Sathvik Nallamalli starts by asking himself, “How can I use science to solve the world’s biggest problems?” So far he has designed and built a low cost spirometer, which is used to test for breathing issues, and he’s written an algorithm that can diagnose lung cancer with 98 percent accuracy.
He is a junior at Olympia High School.
Sathvik was born here, but his parents moved to Olympia from southern India in the early 2000s. Adjusting to a different country, climate and customs has been challenging, but the Nallamalli family brought with them a strong sense of community service. “One thing they’ve told me from a young age, and they still tell me now, is whatever I’m doing in life just make sure I’m helping people,” says Sathvik. All of Sathvik’s science projects have been inspired by the desire to help people.
The sixth grade science fair is when Sathvik first discovered his love of scientific research. He wanted to help people with diabetes, so his project tested how different substances affect blood sugar levels. He contacted a professor at Saint Martin’s University who allowed Sathvik to come in and use the lab equipment. He was able to run his samples through the lab’s spectrometer.
“It taught me a lot about how much freedom you get in a lab,” Sathvik shares. “You have all the resources there. It’s a matter of trying things out. I spent a lot of time there. I’m really thankful to those professors.”
Since sixth grade, Sathvik has kept his connections with the research lab at Saint Martin’s. He even spent a summer as a research assistant at the lab. That experience also led to new connections more recently. Last summer, he assisted in the research labs at Harborview Medical Center. It has been a bonus to meet other scientists and researchers who are willing to collaborate with him.
In seventh grade, he was awarded his first major science fair award. “My project was awarded the best middle school project for the Washington State Science and Engineering Fair. That gave me a boost and more motivation to do things,” he says.

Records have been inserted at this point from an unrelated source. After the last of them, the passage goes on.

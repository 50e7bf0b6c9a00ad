use thiserror::Error;

pub type Result<T, E = Error> = std::result::Result<T, E>;

/// Every way reading or rewriting a Mach-O can go wrong.
///
/// Parsers fail fast on structural problems; per-entry resolution failures
/// (a bind entry with a bogus ordinal, a symbol with a bad string offset)
/// are logged and skipped instead so partial output stays useful.
#[derive(Debug, Error)]
pub enum Error {
    #[error("not a recognized Mach-O or fat magic: {0:#010x}")]
    BadMagic(u32),
    #[error("declared offset or count exceeds input length: {0}")]
    Truncated(String),
    #[error("malformed load commands: {0}")]
    MalformedLoadCommands(String),
    #[error("unknown opcode {opcode:#04x} at offset {offset} in {stream} stream")]
    UnknownOpcode {
        stream: &'static str,
        opcode: u8,
        offset: usize,
    },
    #[error("virtual address {0:#x} is not mapped by any segment")]
    UnmappedAddress(u64),
    #[error("virtual address {0:#x} falls in a zero-fill region")]
    ZeroFill(u64),
    #[error("export trie node at offset {0:#x} re-enters an already visited node")]
    ExportTrieCycle(usize),
    #[error(
        "load command region would grow to {needed} bytes but only {available} fit before file content"
    )]
    NoHeaderPadding { needed: u64, available: u64 },
    #[error("unsupported edit: {0}")]
    UnsupportedEdit(String),
    #[error("big-endian slices are not supported by this operation")]
    UnsupportedEndianness,
    #[error(transparent)]
    Io(#[from] std::io::Error),
}

impl From<scroll::Error> for Error {
    fn from(err: scroll::Error) -> Self {
        // scroll only fails on out-of-range reads and writes for the plain
        // integer/array types used here, which all map onto truncation
        Error::Truncated(err.to_string())
    }
}
//! Decodes Objective-C type-encoding strings (`@encode()` output) back
//! into C-ish type spellings.

/// Decodes one encoded type, returning the rendered type and how many
/// input bytes it consumed.
pub fn decode_type(encoded: &str) -> (String, usize) {
    let bytes = encoded.as_bytes();
    if bytes.is_empty() {
        return (String::new(), 0);
    }

    match bytes[0] {
        // method qualifiers; only const changes the rendering
        b'r' => {
            let (inner, used) = decode_type(&encoded[1..]);
            (format!("const {inner}"), used + 1)
        }
        b'n' | b'N' | b'o' | b'O' | b'R' | b'V' | b'A' => {
            let (inner, used) = decode_type(&encoded[1..]);
            (inner, used + 1)
        }
        b'@' => {
            // @"NSString" carries the class name, bare @ is id, @? a block
            if bytes.len() > 1 && bytes[1] == b'"' {
                if let Some(end) = encoded[2..].find('"') {
                    return (format!("{} *", &encoded[2..2 + end]), end + 3);
                }
            }
            if bytes.len() > 1 && bytes[1] == b'?' {
                return ("id /* block */".into(), 2);
            }
            ("id".into(), 1)
        }
        b'#' => ("Class".into(), 1),
        b':' => ("SEL".into(), 1),
        b'v' => ("void".into(), 1),
        b'c' => ("char".into(), 1),
        b'i' => ("int".into(), 1),
        b's' => ("short".into(), 1),
        b'l' => ("long".into(), 1),
        b'q' => ("long long".into(), 1),
        b'C' => ("unsigned char".into(), 1),
        b'I' => ("unsigned int".into(), 1),
        b'S' => ("unsigned short".into(), 1),
        b'L' => ("unsigned long".into(), 1),
        b'Q' => ("unsigned long long".into(), 1),
        b'f' => ("float".into(), 1),
        b'd' => ("double".into(), 1),
        b'D' => ("long double".into(), 1),
        b'B' => ("BOOL".into(), 1),
        b'*' => ("char *".into(), 1),
        b'?' => ("void /* unknown */".into(), 1),
        b'^' => {
            let (inner, used) = decode_type(&encoded[1..]);
            if inner.ends_with('*') {
                (format!("{inner}*"), used + 1)
            } else {
                (format!("{inner} *"), used + 1)
            }
        }
        b'{' => decode_record(encoded, '{', '}', "struct"),
        b'(' => decode_record(encoded, '(', ')', "union"),
        b'[' => decode_array(encoded),
        b'b' => {
            let digits = count_digits(&encoded[1..]);
            (format!("unsigned int : {}", &encoded[1..1 + digits]), digits + 1)
        }
        _ => (format!("/* {} */", &encoded[..1]), 1),
    }
}

/// `{Name=fields}` / `(Name=fields)`. The field details are not rendered,
/// only the tag; headers spell struct types by name.
fn decode_record(encoded: &str, open: char, close: char, keyword: &str) -> (String, usize) {
    let mut depth = 0usize;
    let mut end = encoded.len();
    for (index, ch) in encoded.char_indices() {
        if ch == open {
            depth += 1;
        } else if ch == close {
            depth -= 1;
            if depth == 0 {
                end = index + 1;
                break;
            }
        }
    }
    let body = &encoded[1..end - 1];
    let name = body.split('=').next().unwrap_or(body);
    let rendered = if name.is_empty() || name == "?" {
        format!("{keyword} /* anonymous */")
    } else {
        format!("{keyword} {name}")
    };
    (rendered, end)
}

/// `[Nt]` renders as `t[N]` at the use site; we return `t[N]` and let the
/// caller splice the variable name in front of the brackets.
fn decode_array(encoded: &str) -> (String, usize) {
    let digits = count_digits(&encoded[1..]);
    let count = &encoded[1..1 + digits];
    let (inner, used) = decode_type(&encoded[1 + digits..]);
    // consume the closing bracket when present
    let consumed = 1 + digits + used + usize::from(encoded.as_bytes().get(1 + digits + used) == Some(&b']'));
    (format!("{inner}[{count}]"), consumed)
}

fn count_digits(s: &str) -> usize {
    s.bytes().take_while(|b| b.is_ascii_digit()).count()
}

/// Splits a method signature encoding like `v16@0:8@16` into the return
/// type and the argument types, dropping the embedded stack offsets and
/// the implicit `self`/`_cmd` arguments.
pub fn decode_method_signature(encoded: &str) -> (String, Vec<String>) {
    let mut rest = encoded;
    let mut parts = Vec::new();
    while !rest.is_empty() {
        let (rendered, used) = decode_type(rest);
        if used == 0 {
            break;
        }
        rest = &rest[used..];
        let digits = count_digits(rest);
        rest = &rest[digits..];
        parts.push(rendered);
    }
    if parts.is_empty() {
        return ("void".into(), Vec::new());
    }
    let return_type = parts.remove(0);
    // implicit self (@) and _cmd (:)
    let args = parts.into_iter().skip(2).collect();
    (return_type, args)
}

In high school, Sathvik really began to focus on STEM, which is an interdisciplinary and hands-on approach to learning science, technology, engineering and math. “I want to do things STEM related. That question came back to me, how can I use STEM to help people?” remembers Sathvik. He sees that science solves problems all the time. Though researchers find new treatments and new medicines, Sathvik has realized that often those treatments are expensive, even for someone with health insurance.
Sathvik began to aim his problem solving skills at creating cost effective and time saving solutions in the medical field. His ninth grade science fair project involved building a device that interacts with a cell phone app. He designed, built and coded the whole thing himself for under $50, with the use of the 3D printer at Olympia High School.
“It’s able to diagnose, from one breath, five different pulmonary illnesses. It can detect if you have asthma, COPD, emphysema, chronic bronchitis and lung disease,” Sathvik explains. “It’s a really quick thing. You can just blow into it, and within 30 seconds to a minute you get the whole report.”
He presented that project at local and state science fairs, and won the opportunity to attend the 2018 Intel International Engineering and Science Fair in Pittsburg. There he joined 1,800 other students from around the world who had the best research projects in several categories. “The category I was placed in was called Embedded Systems,” Sathvik says. “On the last day during the Grand Awards Ceremony, I ended up getting fourth in my category out of all 1,800 students. That was really cool.”
An organization called the International Council on System Engineering gave Sathvik a special award with an invitation to their symposium. “I was really grateful to see how my research and being able to go to a local science fair, took me to this place and showed me the contributions that science can make,” Sathvik confides.
In tenth grade, Sathvik continued to focus on the lungs. “What I did was work with the current process to screen cancer,” he shares. That process involves a CT scan, radiologist review, PET scan and a biopsy. “That is four processes, and it can be really expensive,” Sathvik explains. Radiologists use pen and paper and their eyes to examine the scans.
“I used a machine learning algorithm that is able to detect the stage, the type and the presence of lung cancer based on one CT scan. So you don’t have to go for PET scan, or a biopsy, or have the radiologist manually look at it. You simply do the CT scan,” he says.
“There have been a lot of debates on how technology causes problems, but technology also solves problems,” Sathvik contends. “It’s a matter of how you use that technology. We’ve got great technology around us right now, and we can use that to make lives better for a lot of people.”